Historically, healthcare providers have used manual application processes to assess a patients financial need, largely for accounting and regulatory purposes. These processes require patients to complete complicated forms and to submit personal financial documents such as bank statements and tax returns with the application. The information submitted by the patient during this application process is then usually verified by credit/FICO scores.

PARO research has proven that patient financial need has a high correlation to where a patient lives, educational background, marital status, age, gender, and language/culture.

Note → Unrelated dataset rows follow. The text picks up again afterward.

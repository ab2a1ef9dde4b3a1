use crate::entry::{Entry, Key};
use crate::error::{Result, TreeError};
use crate::red_black_tree::node::{Color, Node};
use std::cmp::{self, Ordering};
use std::mem;

pub type Tree = Option<Box<Node>>;

// A subtree with its minimum node detached, and that node.
type RemoveMin = (Tree, Box<Node>);

pub fn is_red(tree: &Tree) -> bool {
    match tree {
        None => false,
        Some(ref node) => node.color == Color::Red,
    }
}

pub fn blacken_root(tree: &mut Tree) {
    if let Some(ref mut node) = tree {
        node.color = Color::Black;
    }
}

pub fn insert(tree: &mut Tree, new_node: Node) -> Option<Entry> {
    let ret = match tree {
        Some(ref mut node) => {
            match new_node.entry.key.cmp(&node.entry.key) {
                Ordering::Less => insert(&mut node.left, new_node),
                Ordering::Greater => insert(&mut node.right, new_node),
                Ordering::Equal => Some(mem::replace(&mut node.entry, new_node.entry)),
            }
        },
        None => {
            *tree = Some(Box::new(new_node));
            return None;
        },
    };

    if let Some(ref mut node) = tree {
        node.balance();
    }

    ret
}

fn remove_min(mut node: Box<Node>) -> RemoveMin {
    match node.left.take() {
        Some(left) => {
            let (rest, min) = remove_min(left);
            node.left = rest;
            (Some(node), min)
        },
        None => (node.right.take(), node),
    }
}

// Unlinks `node` from the position held by `tree` without any recoloring or rotation.
fn splice(tree: &mut Tree, mut node: Box<Node>) -> Entry {
    match (node.left.take(), node.right.take()) {
        (None, right) => {
            debug!("removing key {} in favour of its right subtree", node.entry.key);
            *tree = right;
            node.entry
        },
        (left, None) => {
            debug!("removing key {} in favour of its left subtree", node.entry.key);
            *tree = left;
            node.entry
        },
        (left, Some(right)) => {
            let (right, successor) = remove_min(right);
            debug!(
                "removing key {} by moving its successor {} into place",
                node.entry.key, successor.entry.key,
            );
            let removed = mem::replace(&mut node.entry, successor.entry);
            node.left = left;
            node.right = right;
            *tree = Some(node);
            removed
        },
    }
}

pub fn remove(tree: &mut Tree, key: &Key) -> Option<Entry> {
    let ordering = match tree {
        Some(ref node) => key.cmp(&node.entry.key),
        None => {
            debug!("key {} not found for removal", key);
            return None;
        },
    };

    match ordering {
        Ordering::Less => tree.as_mut().and_then(|node| remove(&mut node.left, key)),
        Ordering::Greater => tree.as_mut().and_then(|node| remove(&mut node.right, key)),
        Ordering::Equal => tree.take().map(|node| splice(tree, node)),
    }
}

pub fn get<'a>(tree: &'a Tree, key: &Key) -> Option<&'a Entry> {
    let mut curr = tree;
    while let Some(node) = curr {
        match key.cmp(&node.entry.key) {
            Ordering::Less => curr = &node.left,
            Ordering::Greater => curr = &node.right,
            Ordering::Equal => return Some(&node.entry),
        }
    }
    None
}

pub fn get_mut<'a>(tree: &'a mut Tree, key: &Key) -> Option<&'a mut Entry> {
    tree.as_mut().and_then(|node| {
        match key.cmp(&node.entry.key) {
            Ordering::Less => get_mut(&mut node.left, key),
            Ordering::Greater => get_mut(&mut node.right, key),
            Ordering::Equal => Some(&mut node.entry),
        }
    })
}

pub fn min(tree: &Tree) -> Option<&Entry> {
    tree.as_ref().map(|node| {
        let mut curr = node;
        while let Some(ref left_node) = curr.left {
            curr = left_node;
        }
        &curr.entry
    })
}

pub fn max(tree: &Tree) -> Option<&Entry> {
    tree.as_ref().map(|node| {
        let mut curr = node;
        while let Some(ref right_node) = curr.right {
            curr = right_node;
        }
        &curr.entry
    })
}

pub fn height(tree: &Tree) -> i32 {
    match tree {
        None => -1,
        Some(ref node) => 1 + cmp::max(height(&node.left), height(&node.right)),
    }
}

pub fn check_order(tree: &Tree, previous: &mut Option<Key>) -> Result<()> {
    if let Some(ref node) = tree {
        check_order(&node.left, previous)?;
        let key = node.entry.key;
        if let Some(previous) = *previous {
            if previous >= key {
                return Err(TreeError::UnorderedKeys { previous, next: key });
            }
        }
        *previous = Some(key);
        check_order(&node.right, previous)?;
    }
    Ok(())
}

// Returns the number of black nodes on every path from `tree` down to an empty subtree.
fn check_colors(tree: &Tree) -> Result<usize> {
    let node = match tree {
        Some(ref node) => node,
        None => return Ok(0),
    };
    let key = node.entry.key;

    if is_red(&node.right) && !is_red(&node.left) {
        return Err(TreeError::RightLeaningRed { key });
    }
    if node.color == Color::Red && (is_red(&node.left) || is_red(&node.right)) {
        return Err(TreeError::ConsecutiveReds { key });
    }

    let left = check_colors(&node.left)?;
    let right = check_colors(&node.right)?;
    if left != right {
        return Err(TreeError::UnbalancedBlackHeight { key, left, right });
    }

    match node.color {
        Color::Black => Ok(left + 1),
        Color::Red => Ok(left),
    }
}

pub fn validate(tree: &Tree) -> Result<usize> {
    if let Some(ref node) = tree {
        if node.color == Color::Red {
            return Err(TreeError::RedRoot {
                key: node.entry.key,
            });
        }
    }
    check_order(tree, &mut None)?;
    check_colors(tree)
}

/// An in-order iterator over the nodes of a tree.
pub struct Nodes<'a> {
    current: &'a Tree,
    stack: Vec<&'a Node>,
}

impl<'a> Nodes<'a> {
    pub fn new(tree: &'a Tree) -> Self {
        Nodes {
            current: tree,
            stack: Vec::new(),
        }
    }
}

impl<'a> Iterator for Nodes<'a> {
    type Item = &'a Node;

    fn next(&mut self) -> Option<Self::Item> {
        while let Some(ref node) = self.current {
            self.current = &node.left;
            self.stack.push(node);
        }
        self.stack.pop().map(|node| {
            self.current = &node.right;
            node
        })
    }
}
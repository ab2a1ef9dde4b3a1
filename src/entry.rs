/// The key type of the map. Keys are ordered by the natural order of `i32`.
pub type Key = i32;

/// The value type of the map.
pub type Value = i32;

/// A key-value pair stored in a single node of the tree.
#[derive(Clone, Copy, Debug, PartialEq, Eq, Serialize, Deserialize)]
pub struct Entry {
    pub key: Key,
    pub value: Value,
}

impl Entry {
    pub fn new(key: Key, value: Value) -> Self {
        Entry { key, value }
    }
}

impl From<Entry> for (Key, Value) {
    fn from(entry: Entry) -> Self {
        (entry.key, entry.value)
    }
}

#[cfg(test)]
mod tests {
    use super::Entry;
    use serde_test::{assert_tokens, Token};

    #[test]
    fn test_into_pair() {
        let pair: (i32, i32) = Entry::new(-1, 7).into();
        assert_eq!(pair, (-1, 7));
    }

    #[test]
    fn test_serde_tokens() {
        assert_tokens(
            &Entry::new(3, -30),
            &[
                Token::Struct {
                    name: "Entry",
                    len: 2,
                },
                Token::Str("key"),
                Token::I32(3),
                Token::Str("value"),
                Token::I32(-30),
                Token::StructEnd,
            ],
        );
    }
}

Traditional credit scoring does not provide an adequate measure of these underlying conditions. The PARO score has been demonstrated to aptly identify those individuals with the highest level of financial need. More than 47 million people in the U.S. are uninsured while 78 million are considered poor or are likely to fall into poverty within any 12 month period. Many consumers living in poverty are challenged by literacy and the high cost of banking. This further contributes to lack of participation in traditional charity programs which require completed applications including bank account information and tax returns. A large portion of these people have been overlooked for charitable assistance.

The developers of PARO approached CHW with the proposition to utilize historical data to develop a predictive model for healthcare financial assistance that encompassed approved financial assistance applications, rejected financial assistance applications, and non­ responsive patients.